De plus, même si il n’y a que des militants hommes fichés dans les dossiers individuels des

anarchistes du département, certaines informations nous permettent d’affirmer que cette tactique

des « soirées de famille » s’avère payante pour séduire « de nouveaux adeptes ». Ainsi, on apprend

que « toute la famille » du compagnon Dessolin professe des idées anarchistes ». Une des filles de

Dessolin, qui était chanteuse à Chalon, est surveillée pour ses propos anarchistes, tandis que sa

soeur, mariée au compagnon Bonnot, semble avoir été, elle-aussi, gagnée aux idées libertaires [18]

.

b4) Un moment de convivialité

Si ces soirées séduisent de plus en plus de gens, c’est surtout grâce à leur caractère

convivial. Ainsi Bouhey, explique que même si les compagnons ne perdent pas de vue « l’action

politique », c’est d’abord pour passer un bon moment, pour se détendre et faire la fête entre amis

que les anarchistes se réunissent régulièrement. Ainsi après la fin des soirées chez Mange, les libertaires se réuniront au moins deux fois par an à la salle du Colisée à Chalon, où ils organisent

des concours de chansons ou encore des bals qui réunissent jusqu’à 200 personnes [19].

b5) Une tribune politique

Enfin, ces soirées de familles sont une bonne tribune politique pour le groupe. C’est

l’occasion par exemple de commémorer des événements chers aux anarchistes comme la Commune

de Paris. Ainsi à l’occasion d’une soirée de famille le 20 Mars 1897, Lucien Weil prend la parole

devant plus d’une centaine de personnes. Il relate les événements de la Commune et termine son

discours au cri de « Vive la révolution sociale ! » repris par une salle enthousiaste [20] .

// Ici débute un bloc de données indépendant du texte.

bitflags::bitflags! {
    #[derive(Clone, Copy, PartialEq, Eq, Debug, Default)]
    pub struct FaceFlags: u8 {
        const SMILE = 0b0000_0001;
        const ANGRY = 0b0000_0010;
        const DEAD  = 0b0000_0100;
        const HURT  = 0b0000_1000;
    }
}

/// The player-controlled avatar (§3 Flower, §GLOSSARY).
#[derive(Debug, Clone, Copy)]
pub struct Flower {
    pub level: u32,
    pub dead: bool,
    pub face_flags: FaceFlags,
    pub crest_count: u32,
    pub third_eye_count: u32,
}

impl Default for Flower {
    fn default() -> Self {
        Self {
            level: 1,
            dead: false,
            face_flags: FaceFlags::SMILE,
            crest_count: 0,
            third_eye_count: 0,
        }
    }
}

2) Le temps des conférences

a) Le développement d’une culture anarchiste

Outre son engagement en faveur de la presse libertaire, c’est par le biais de nombreuses conférences

que Lucien Weil va développer une culture anarchiste à Chalon. En effet, un rapport du

commissaire spécial sur l’organisation du groupe insistait déjà sur ses deux aspects de la

propagande de Weil et ses compagnons :

« Ce dernier [Lucien Weil], aidé d’un certain Guillon essaie par tous les moyens possibles de faire

des adeptes, soit en donnant des conférences tantôt publiques tantôt privées, soit en facilitant d’une

façon occulte la vente, dans certains débits de tabac et autres, les diverses feuilles anarchiques [21] »

Si on peut parler du développement d’une culture anarchiste, c’est que pour la première fois en

Saône-et-Loire, la propagande est prise en charge par un homme doté lui-même de cette culture qui

faisait tant défaut au temps des « bandes noires ». Ainsi, Lucien Weil va amener les compagnons à

la réflexion sur de nombreux thèmes anarchistes tel l’antimilitarisme ou le syndicalisme. Il va

également les encourager à se rendre aux conférences publiques contradictoires, afin d’y défendre

les idées libertaires. C’est ainsi qu’en décembre 1895, un conférencier qui se dit lui même « antisocialiste

 » est violemment pris à parti par Weil, soutenu par ses compagnons [22] .

A partir de 1896 et jusqu’à son départ de Chalon en juillet 1898, Lucien Weil va lui même donner

une série de conférences dont on a retenu quelques intitulés : « L’inquisition en Espagne », « L’idée

Libertaire » ou encore « La révolution est elle nécessaire ? ». Elles réunissent à chaque fois entre 50

et 200 personnes selon les sujets abordés.

C’est au lendemain des attentats anarchistes de l’été 1896 en Espagne que Weil et son ami socialiste

Mange donne la conférence sur « L’inquisition en Espagne ». C’est l’occasion pour les deux

orateurs de revenir sur l’histoire de la répression du mouvement ouvrier. Weil revient sur l’exécution des anarchistes de Chicago ainsi que sur le massacre de Fourmies [23] . Pourtant le sujet

principal reste la répression contre les anarchistes espagnols, comme l’annonce le tract :

« Il se passe en Espagne des choses horribles. Des hommes qui n’ont commis d’autres crimes que

de rêver un avenir de liberté, de paix et de bonheur ont été soumis aux tortures les plus atroces.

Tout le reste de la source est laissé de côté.